AIM OF THE EXERCISE:
The listing below holds a line with "cache validity tracking" and a later line with "is read until". Write out those two lines and every line between them, exactly, and nothing else.
—————
//! Markdown/MDX compilation with pluggable render backends.
//!
//! Compilation and rendering are separate steps:
//!
//! - [`ContentCompiler`] parses a document body into a format-independent
//!   [`RenderTree`]: blocks, inline markup, code languages, heading anchors
//!   and a table of contents. MDX component tags are checked for balance and
//!   top-level `import`/`export` statements become [`Block::Esm`] nodes.
//! - [`MarkdownRenderer`] walks a tree and produces markup, delegating
//!   format-specific elements to a [`RenderBackend`] such as [`HtmlBackend`].
//!
//! # Example
//!
//! ```
//! use folio_renderer::{ContentCompiler, render_html};
//!
//! let tree = ContentCompiler::new().compile("# Hello\n\n**Bold** text")?;
//! assert_eq!(
//!     render_html(&tree),
//!     r#"<h1 id="hello">Hello</h1><p><strong>Bold</strong> text</p>"#
//! );
//! # Ok::<(), folio_renderer::CompileError>(())
//! ```

mod anchor;
mod backend;
mod compiler;
mod error;
mod html;
mod language;
mod link;
mod mdx;
mod renderer;
mod tree;
mod util;

pub use anchor::{AnchorSet, slugify};
pub use backend::{AlertKind, RenderBackend};
pub use compiler::ContentCompiler;
pub use error::CompileError;
pub use html::{HtmlBackend, error_panel};
pub use language::{Language, detect};
pub use renderer::MarkdownRenderer;
pub use tree::{
    Block, CodeBlock, ColumnAlign, Definition, Inline, ListItem, RenderTree, Table, TocEntry,
    inline_text,
};
pub use util::escape_html;

/// Render a tree to HTML with [`HtmlBackend`].
#[must_use]
pub fn render_html(tree: &RenderTree) -> String {
    MarkdownRenderer::<HtmlBackend>::new().render(tree)
}
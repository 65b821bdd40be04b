//! Relative document link resolution.

use crate::util::strip_order_prefix;

const DOCUMENT_EXTENSIONS: [&str; 2] = [".md", ".mdx"];

/// Resolve a markdown link URL relative to a section path.
///
/// Transforms links to markdown files into site routes:
/// - `./sibling.md` → `/base/path/sibling`
/// - `../other.mdx` → `/base/other`
/// - `../01-intro/overview.md#setup` → `/base/intro/overview#setup`
///
/// Numeric ordering prefixes are stripped from every segment so links written
/// against the on-disk layout match the slug-based routes. External links,
/// fragment-only links and non-markdown links are returned unchanged.
pub(crate) fn resolve_link(url: &str, base_path: &str) -> String {
    // Skip external links, fragments, and non-local URLs
    if url.starts_with("http://")
        || url.starts_with("https://")
        || url.starts_with("//")
        || url.starts_with("mailto:")
        || url.starts_with("tel:")
        || url.starts_with('#')
    {
        return url.to_owned();
    }

    // Split URL into path and fragment
    let (path_part, fragment) = match url.find('#') {
        Some(hash_pos) => (&url[..hash_pos], &url[hash_pos..]),
        None => (url, ""),
    };

    let Some(without_ext) = strip_document_extension(path_part) else {
        return url.to_owned();
    };

    let resolved = if let Some(absolute) = without_ext.strip_prefix('/') {
        resolve_relative_path(absolute, "")
    } else {
        resolve_relative_path(without_ext, base_path)
    };

    format!("/{resolved}{fragment}")
}

fn strip_document_extension(path: &str) -> Option<&str> {
    DOCUMENT_EXTENSIONS.iter().find_map(|ext| {
        let split = path.len().checked_sub(ext.len())?;
        let (stem, tail) = (path.get(..split)?, path.get(split..)?);
        (tail.eq_ignore_ascii_case(ext) && !stem.is_empty()).then_some(stem)
    })
}

/// Resolve a relative path against a base path.
///
/// Handles `.` (current), `..` (parent), and plain relative paths.
fn resolve_relative_path(relative: &str, base: &str) -> String {
    // The base is treated as a directory
    let mut segments: Vec<&str> = base
        .split('/')
        .filter(|s| !s.is_empty())
        .map(strip_order_prefix)
        .collect();

    for component in relative.split('/') {
        match component {
            "" | "." => {}
            ".." => {
                // Ignore if already at root to prevent traversal
                segments.pop();
            }
            _ => segments.push(strip_order_prefix(component)),
        }
    }

    segments.join("/")
}
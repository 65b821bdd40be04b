//! `folio search` command implementation.

use clap::Args;
use clap::builder::RangedU64ValueParser;

use super::SiteArgs;
use crate::error::CliError;
use crate::output::Output;

/// Arguments for the search command.
#[derive(Args)]
pub(crate) struct SearchArgs {
    /// Text to look for (case-insensitive substring).
    query: String,

    /// Maximum number of hits (overrides `search.max_results`).
    #[arg(short = 'n', long, value_parser = RangedU64ValueParser::<usize>::new().range(1..))]
    limit: Option<usize>,

    /// Print hits as JSON.
    #[arg(long)]
    json: bool,

    #[command(flatten)]
    site: SiteArgs,
}

impl SearchArgs {
    pub(crate) fn execute(self, output: &Output) -> Result<(), CliError> {
        let site = self.site.load_site()?;
        let hits = match self.limit {
            Some(limit) => site.search_with_limit(&self.query, Some(limit)),
            None => site.search(&self.query),
        };

        if self.json {
            output.result(&serde_json::to_string_pretty(&hits)?);
            return Ok(());
        }

        for hit in &hits {
            output.result_pair(&hit.path(), &hit.title);
            if let Some(description) = &hit.description {
                output.result(&format!("    {description}"));
            }
        }
        output.info(&format!("{} results for \"{}\"", hits.len(), self.query));
        Ok(())
    }
}
//! Process-wide site snapshot cache.
//!
//! [`SiteLoader`] keeps the current [`Site`] and rebuilds it from disk when
//! invalidated. Rebuilds replace the snapshot wholesale; readers holding an
//! older `Arc<Site>` keep using it.
//!
//! # Thread Safety
//!
//! - `get()` returns `Arc<Site>` with minimal locking (just Arc clone)
//! - `reload_if_needed()` uses double-checked locking
//! - `invalidate()` is lock-free (atomic flag)
//!
//! # Example
//!
//! ```no_run
//! use std::sync::Arc;
//! use folio_site::{SiteLoader, SiteLoaderConfig};
//!
//! let loader = Arc::new(SiteLoader::new(SiteLoaderConfig::new("content")));
//! let site = loader.reload_if_needed()?;
//! println!("{} documents", site.document_count());
//! # Ok::<(), folio_site::SiteError>(())
//! ```

use std::path::{Path, PathBuf};
use std::sync::atomic::{AtomicBool, Ordering};
use std::sync::{Arc, Mutex, PoisonError, RwLock};
use std::time::Instant;

use folio_content::ContentTree;

use crate::site::{Site, SiteConfig, SiteError};

fn elapsed_ms(start: Instant) -> f64 {
    start.elapsed().as_secs_f64() * 1000.0
}

/// Configuration for [`SiteLoader`].
#[derive(Clone, Debug)]
pub struct SiteLoaderConfig {
    /// Content root directory.
    pub source_dir: PathBuf,
    /// Options applied to every snapshot.
    pub site: SiteConfig,
}

impl SiteLoaderConfig {
    /// Default site options for a content root.
    pub fn new(source_dir: impl Into<PathBuf>) -> Self {
        Self {
            source_dir: source_dir.into(),
            site: SiteConfig::default(),
        }
    }
}

/// Holds the current site snapshot and rebuilds it on demand.
///
/// - Uses internal `RwLock<Arc<Site>>` for the current site snapshot
/// - Uses `Mutex<()>` for serializing reload operations
/// - Uses `AtomicBool` for cache validity tracking
pub struct SiteLoader {
    config: SiteLoaderConfig,
    /// Mutex for serializing reload operations.
    reload_lock: Mutex<()>,
    /// Current site snapshot (atomically swappable).
    current_site: RwLock<Arc<Site>>,
    /// Cache validity flag.
    cache_valid: AtomicBool,
}

impl SiteLoader {
    /// Create a loader holding an empty snapshot; nothing is read until
    /// the first [`reload_if_needed`](Self::reload_if_needed).
    pub fn new(config: SiteLoaderConfig) -> Self {
        let initial_site = Arc::new(Site::from_tree(
            config.source_dir.clone(),
            ContentTree::default(),
            &config.site,
        ));
        Self {
            config,
            reload_lock: Mutex::new(()),
            current_site: RwLock::new(initial_site),
            cache_valid: AtomicBool::new(false),
        }
    }

    /// Current snapshot, without checking validity.
    pub fn get(&self) -> Arc<Site> {
        Arc::clone(
            &self
                .current_site
                .read()
                .unwrap_or_else(PoisonError::into_inner),
        )
    }

    /// Rebuild the snapshot if it was invalidated (or never built).
    ///
    /// On failure the previous snapshot stays current and the cache stays
    /// invalid, so the next call retries.
    pub fn reload_if_needed(&self) -> Result<Arc<Site>, SiteError> {
        let start = Instant::now();

        if self.cache_valid.load(Ordering::Acquire) {
            return Ok(self.get());
        }

        let _guard = self
            .reload_lock
            .lock()
            .unwrap_or_else(PoisonError::into_inner);

        // Double-check after acquiring lock
        if self.cache_valid.load(Ordering::Acquire) {
            return Ok(self.get());
        }

        let site = match Site::build(self.config.source_dir.clone(), &self.config.site) {
            Ok(site) => Arc::new(site),
            Err(e) => {
                tracing::warn!(
                    path = %self.config.source_dir.display(),
                    error = %e,
                    "Site reload failed"
                );
                return Err(e);
            }
        };

        *self
            .current_site
            .write()
            .unwrap_or_else(PoisonError::into_inner) = Arc::clone(&site);
        self.cache_valid.store(true, Ordering::Release);

        tracing::info!(
            document_count = site.document_count(),
            elapsed_ms = elapsed_ms(start),
            "Site reloaded"
        );
        Ok(site)
    }

    /// Mark the snapshot stale. The next `reload_if_needed()` rebuilds.
    pub fn invalidate(&self) {
        self.cache_valid.store(false, Ordering::Release);
    }

    /// Content root directory.
    pub fn source_dir(&self) -> &Path {
        &self.config.source_dir
    }
}
//! Site snapshots, lookups, navigation and search for Folio.
//!
//! This crate provides:
//! - [`Site`]: immutable snapshot of the content tree with lookups, routes,
//!   navigation, page compilation and search
//! - [`SiteLoader`]: process-wide cache that swaps snapshots on rebuild
//!
//! # Quick Start
//!
//! ```no_run
//! use folio_site::{Site, SiteConfig};
//!
//! let site = Site::build("content", &SiteConfig::default())?;
//! for route in site.routes() {
//!     let page = site.render(&route.section, &route.slug)?;
//!     println!("{} -> {} bytes", route.path(), page.html.len());
//! }
//! let hits = site.search("hooks");
//! # Ok::<(), folio_site::SiteError>(())
//! ```

mod navigation;
mod search;
mod site;
mod site_loader;

pub use navigation::{NavItem, Navigation};
pub use search::{SearchHit, SearchIndex};
pub use site::{CompiledPage, RenderedPage, Route, Site, SiteConfig, SiteError};
pub use site_loader::{SiteLoader, SiteLoaderConfig};

// Re-export for convenience
pub use folio_content::{Diagnostic, DiagnosticKind, DocContent, DocSection, TreeConfig};
pub use folio_renderer::{CompileError, TocEntry};
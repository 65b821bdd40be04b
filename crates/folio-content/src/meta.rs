//! Section metadata files (`meta.yaml`).

use serde::Deserialize;

/// Fields read from a section metadata file.
#[derive(Debug, Default, Deserialize, PartialEq, Eq)]
pub(crate) struct SectionMeta {
    pub title: Option<String>,
    pub description: Option<String>,
}

/// Parse section metadata from YAML content.
///
/// Empty content yields default metadata. Unknown keys are ignored.
pub(crate) fn parse_section_meta(content: &str) -> Result<SectionMeta, serde_yaml::Error> {
    let trimmed = content.trim();
    if trimmed.is_empty() {
        return Ok(SectionMeta::default());
    }
    let meta: SectionMeta = serde_yaml::from_str(trimmed)?;
    Ok(SectionMeta {
        title: meta.title.filter(|t| !t.trim().is_empty()),
        description: meta.description,
    })
}
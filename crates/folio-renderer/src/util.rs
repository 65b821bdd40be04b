//! Shared helpers for compilation and rendering.

use pulldown_cmark::HeadingLevel;

/// Escape HTML special characters.
#[must_use]
pub fn escape_html(s: &str) -> String {
    let mut result = String::with_capacity(s.len());
    for c in s.chars() {
        match c {
            '&' => result.push_str("&amp;"),
            '<' => result.push_str("&lt;"),
            '>' => result.push_str("&gt;"),
            '"' => result.push_str("&quot;"),
            '\'' => result.push_str("&#x27;"),
            _ => result.push(c),
        }
    }
    result
}

/// Convert heading level enum to number (1-6).
#[must_use]
pub(crate) fn heading_level_to_num(level: HeadingLevel) -> u8 {
    match level {
        HeadingLevel::H1 => 1,
        HeadingLevel::H2 => 2,
        HeadingLevel::H3 => 3,
        HeadingLevel::H4 => 4,
        HeadingLevel::H5 => 5,
        HeadingLevel::H6 => 6,
    }
}

/// Strip a leading numeric ordering prefix from a path segment (`01-intro` → `intro`).
pub(crate) fn strip_order_prefix(segment: &str) -> &str {
    let digits = segment.bytes().take_while(u8::is_ascii_digit).count();
    match segment[digits..].strip_prefix('-') {
        Some(rest) if digits > 0 && !rest.is_empty() => rest,
        _ => segment,
    }
}

#[cfg(test)]
mod tests {
    use super::*;

    #[test]
    fn test_escape_html() {
        assert_eq!(escape_html("<script>"), "&lt;script&gt;");
        assert_eq!(escape_html("a & b"), "a &amp; b");
        assert_eq!(escape_html(r#""quoted""#), "&quot;quoted&quot;");
        assert_eq!(escape_html("it's"), "it&#x27;s");
    }

    #[test]
    fn test_strip_order_prefix() {
        assert_eq!(strip_order_prefix("01-intro"), "intro");
        assert_eq!(strip_order_prefix("7-basics"), "basics");
        assert_eq!(strip_order_prefix("react"), "react");
        assert_eq!(strip_order_prefix("01-"), "01-");
        assert_eq!(strip_order_prefix("-x"), "-x");
        assert_eq!(strip_order_prefix("2024"), "2024");
    }
}
//! Generic render tree walker with pluggable backend.

use std::fmt::Write;
use std::marker::PhantomData;

use crate::backend::RenderBackend;
use crate::tree::{Block, ColumnAlign, Definition, Inline, ListItem, RenderTree, Table, inline_text};
use crate::util::escape_html;

/// Renders a [`RenderTree`] to markup.
///
/// Uses the [`RenderBackend`] trait to delegate format-specific rendering
/// while handling common elements (tables, lists, inline formatting) generically.
/// ESM statements are never rendered.
pub struct MarkdownRenderer<B: RenderBackend> {
    output: String,
    _backend: PhantomData<B>,
}

impl<B: RenderBackend> MarkdownRenderer<B> {
    #[must_use]
    pub fn new() -> Self {
        Self {
            output: String::with_capacity(4096),
            _backend: PhantomData,
        }
    }

    /// Render a tree, consuming the renderer's buffer.
    pub fn render(&mut self, tree: &RenderTree) -> String {
        self.output.clear();
        for block in &tree.blocks {
            self.block(block);
        }
        std::mem::take(&mut self.output)
    }

    fn blocks(&mut self, blocks: &[Block]) {
        for block in blocks {
            self.block(block);
        }
    }

    fn block(&mut self, block: &Block) {
        match block {
            Block::Paragraph(inlines) => {
                self.output.push_str("<p>");
                self.inlines(inlines);
                self.output.push_str("</p>");
            }
            Block::Plain(inlines) => self.inlines(inlines),
            Block::Heading {
                level,
                anchor,
                content,
            } => {
                write!(self.output, r#"<h{level} id="{}">"#, escape_html(anchor)).unwrap();
                self.inlines(content);
                write!(self.output, "</h{level}>").unwrap();
            }
            Block::CodeBlock(code) => B::code_block(code, &mut self.output),
            Block::BlockQuote(children) => {
                B::blockquote_start(&mut self.output);
                self.blocks(children);
                B::blockquote_end(&mut self.output);
            }
            Block::Alert { kind, children } => {
                B::alert_start(*kind, &mut self.output);
                self.blocks(children);
                B::alert_end(*kind, &mut self.output);
            }
            Block::List { start, items } => self.list(*start, items),
            Block::Table(table) => self.table(table),
            Block::DefinitionList(entries) => {
                self.output.push_str("<dl>");
                for entry in entries {
                    match entry {
                        Definition::Term(inlines) => {
                            self.output.push_str("<dt>");
                            self.inlines(inlines);
                            self.output.push_str("</dt>");
                        }
                        Definition::Details(blocks) => {
                            self.output.push_str("<dd>");
                            self.blocks(blocks);
                            self.output.push_str("</dd>");
                        }
                    }
                }
                self.output.push_str("</dl>");
            }
            Block::Rule => B::horizontal_rule(&mut self.output),
            Block::Html(html) => self.output.push_str(html),
            Block::Esm(_) => {}
        }
    }

    fn list(&mut self, start: Option<u64>, items: &[ListItem]) {
        match start {
            Some(1) => self.output.push_str("<ol>"),
            Some(n) => write!(self.output, r#"<ol start="{n}">"#).unwrap(),
            None => self.output.push_str("<ul>"),
        }
        for item in items {
            self.output.push_str("<li>");
            if let Some(checked) = item.task {
                B::task_list_marker(checked, &mut self.output);
            }
            self.blocks(&item.blocks);
            self.output.push_str("</li>");
        }
        self.output
            .push_str(if start.is_some() { "</ol>" } else { "</ul>" });
    }

    fn table(&mut self, table: &Table) {
        self.output.push_str("<table><thead><tr>");
        for (index, cell) in table.head.iter().enumerate() {
            self.cell("th", alignment_style(table, index), cell);
        }
        self.output.push_str("</tr></thead><tbody>");
        for row in &table.rows {
            self.output.push_str("<tr>");
            for (index, cell) in row.iter().enumerate() {
                self.cell("td", alignment_style(table, index), cell);
            }
            self.output.push_str("</tr>");
        }
        self.output.push_str("</tbody></table>");
    }

    fn cell(&mut self, tag: &str, align: &str, inlines: &[Inline]) {
        write!(self.output, "<{tag}{align}>").unwrap();
        self.inlines(inlines);
        write!(self.output, "</{tag}>").unwrap();
    }

    fn inlines(&mut self, inlines: &[Inline]) {
        for inline in inlines {
            self.inline(inline);
        }
    }

    fn inline(&mut self, inline: &Inline) {
        match inline {
            Inline::Text(text) => self.output.push_str(&escape_html(text)),
            Inline::Code(code) => {
                write!(self.output, "<code>{}</code>", escape_html(code)).unwrap();
            }
            Inline::Emphasis(children) => self.wrap("em", children),
            Inline::Strong(children) => self.wrap("strong", children),
            Inline::Strikethrough(children) => self.wrap("del", children),
            Inline::Superscript(children) => self.wrap("sup", children),
            Inline::Subscript(children) => self.wrap("sub", children),
            Inline::Link {
                url,
                title,
                content,
            } => {
                write!(self.output, r#"<a href="{}""#, escape_html(url)).unwrap();
                if !title.is_empty() {
                    write!(self.output, r#" title="{}""#, escape_html(title)).unwrap();
                }
                self.output.push('>');
                self.inlines(content);
                self.output.push_str("</a>");
            }
            Inline::Image { url, title, alt } => {
                B::image(url, &inline_text(alt), title, &mut self.output);
            }
            Inline::SoftBreak => self.output.push('\n'),
            Inline::HardBreak => B::hard_break(&mut self.output),
            Inline::Html(html) => self.output.push_str(html),
        }
    }

    fn wrap(&mut self, tag: &str, children: &[Inline]) {
        write!(self.output, "<{tag}>").unwrap();
        self.inlines(children);
        write!(self.output, "</{tag}>").unwrap();
    }
}

impl<B: RenderBackend> Default for MarkdownRenderer<B> {
    fn default() -> Self {
        Self::new()
    }
}

fn alignment_style(table: &Table, column: usize) -> &'static str {
    match table.alignments.get(column) {
        Some(ColumnAlign::Left) => r#" style="text-align:left""#,
        Some(ColumnAlign::Center) => r#" style="text-align:center""#,
        Some(ColumnAlign::Right) => r#" style="text-align:right""#,
        Some(ColumnAlign::None) | None => "",
    }
}
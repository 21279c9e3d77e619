#![allow(dead_code)]

use api_starter::{app::create_app, migration::Migrator, Settings};
use reqwest::Client;
use sea_orm::{ConnectOptions, Database, DatabaseConnection};
use sea_orm_migration::MigratorTrait;
use std::sync::Arc;

pub struct TestApp {
    pub addr: String,
    pub client: Client,
}

impl TestApp {
    pub fn url(&self, path: &str) -> String {
        format!("{}{}", self.addr, path)
    }
}

/// App without a database, default settings.
pub async fn spawn_app() -> TestApp {
    spawn_app_with(Settings::default(), None).await
}

/// App backed by a fresh in-memory SQLite database with migrations applied.
pub async fn spawn_app_with_db() -> TestApp {
    let mut opt = ConnectOptions::new("sqlite::memory:");
    opt.max_connections(1).min_connections(1).sqlx_logging(false);

    let db: DatabaseConnection = Database::connect(opt)
        .await
        .expect("Failed to open in-memory database");
    Migrator::up(&db, None)
        .await
        .expect("Failed to run migrations");

    spawn_app_with(Settings::default(), Some(db)).await
}

pub async fn spawn_app_with(settings: Settings, db: Option<DatabaseConnection>) -> TestApp {
    let app = create_app(Arc::new(settings), db);

    let listener = tokio::net::TcpListener::bind("127.0.0.1:0")
        .await
        .expect("Failed to bind random port");
    let addr = listener.local_addr().unwrap();

    tokio::spawn(async move {
        axum::serve(listener, app).await.unwrap();
    });

    let client = Client::builder()
        .redirect(reqwest::redirect::Policy::none())
        .build()
        .unwrap();

    TestApp {
        addr: format!("http://{}", addr),
        client,
    }
}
—————
TASK OUTPUT:
/// - Uses `AtomicBool` for cache validity tracking
pub struct SiteLoader {
    config: SiteLoaderConfig,
    /// Mutex for serializing reload operations.
    reload_lock: Mutex<()>,
    /// Current site snapshot (atomically swappable).
    current_site: RwLock<Arc<Site>>,
    /// Cache validity flag.
    cache_valid: AtomicBool,
}

impl SiteLoader {
    /// Create a loader holding an empty snapshot; nothing is read until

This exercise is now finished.